#### INFORMATION:
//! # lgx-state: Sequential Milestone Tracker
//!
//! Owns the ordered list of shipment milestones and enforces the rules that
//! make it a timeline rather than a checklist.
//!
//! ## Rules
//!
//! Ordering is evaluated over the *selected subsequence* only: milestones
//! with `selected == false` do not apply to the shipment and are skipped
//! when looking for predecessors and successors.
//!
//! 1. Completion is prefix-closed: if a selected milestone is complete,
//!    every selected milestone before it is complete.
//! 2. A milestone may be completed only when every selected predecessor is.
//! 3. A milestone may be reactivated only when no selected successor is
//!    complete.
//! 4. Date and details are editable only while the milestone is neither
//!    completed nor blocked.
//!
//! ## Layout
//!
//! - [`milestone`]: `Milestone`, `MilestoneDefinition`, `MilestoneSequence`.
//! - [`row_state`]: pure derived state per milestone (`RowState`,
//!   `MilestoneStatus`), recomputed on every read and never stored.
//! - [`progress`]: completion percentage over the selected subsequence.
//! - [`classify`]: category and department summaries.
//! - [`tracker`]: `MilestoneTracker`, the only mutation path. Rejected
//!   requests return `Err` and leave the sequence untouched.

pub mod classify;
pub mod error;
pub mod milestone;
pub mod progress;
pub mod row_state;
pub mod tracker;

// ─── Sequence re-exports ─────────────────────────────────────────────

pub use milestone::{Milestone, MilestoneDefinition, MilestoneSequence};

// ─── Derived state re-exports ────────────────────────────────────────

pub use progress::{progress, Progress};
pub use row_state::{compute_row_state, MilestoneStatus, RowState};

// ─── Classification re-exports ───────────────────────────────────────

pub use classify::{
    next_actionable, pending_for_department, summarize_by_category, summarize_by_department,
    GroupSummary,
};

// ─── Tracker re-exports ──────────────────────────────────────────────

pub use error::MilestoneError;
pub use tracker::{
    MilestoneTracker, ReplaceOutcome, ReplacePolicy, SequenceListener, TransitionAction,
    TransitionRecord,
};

#### WORK REQUIRED:
Each line from the one containing "pub mod error;" through the end of the material must be returned exactly; no other line should appear.

#### RESPONSE BELOW:
pub mod error;
pub mod milestone;
pub mod progress;
pub mod row_state;
pub mod tracker;

// ─── Sequence re-exports ─────────────────────────────────────────────

pub use milestone::{Milestone, MilestoneDefinition, MilestoneSequence};

// ─── Derived state re-exports ────────────────────────────────────────

pub use progress::{progress, Progress};
pub use row_state::{compute_row_state, MilestoneStatus, RowState};

// ─── Classification re-exports ───────────────────────────────────────

pub use classify::{
    next_actionable, pending_for_department, summarize_by_category, summarize_by_department,
    GroupSummary,
};

// ─── Tracker re-exports ──────────────────────────────────────────────

pub use error::MilestoneError;
pub use tracker::{
    MilestoneTracker, ReplaceOutcome, ReplacePolicy, SequenceListener, TransitionAction,
    TransitionRecord,
};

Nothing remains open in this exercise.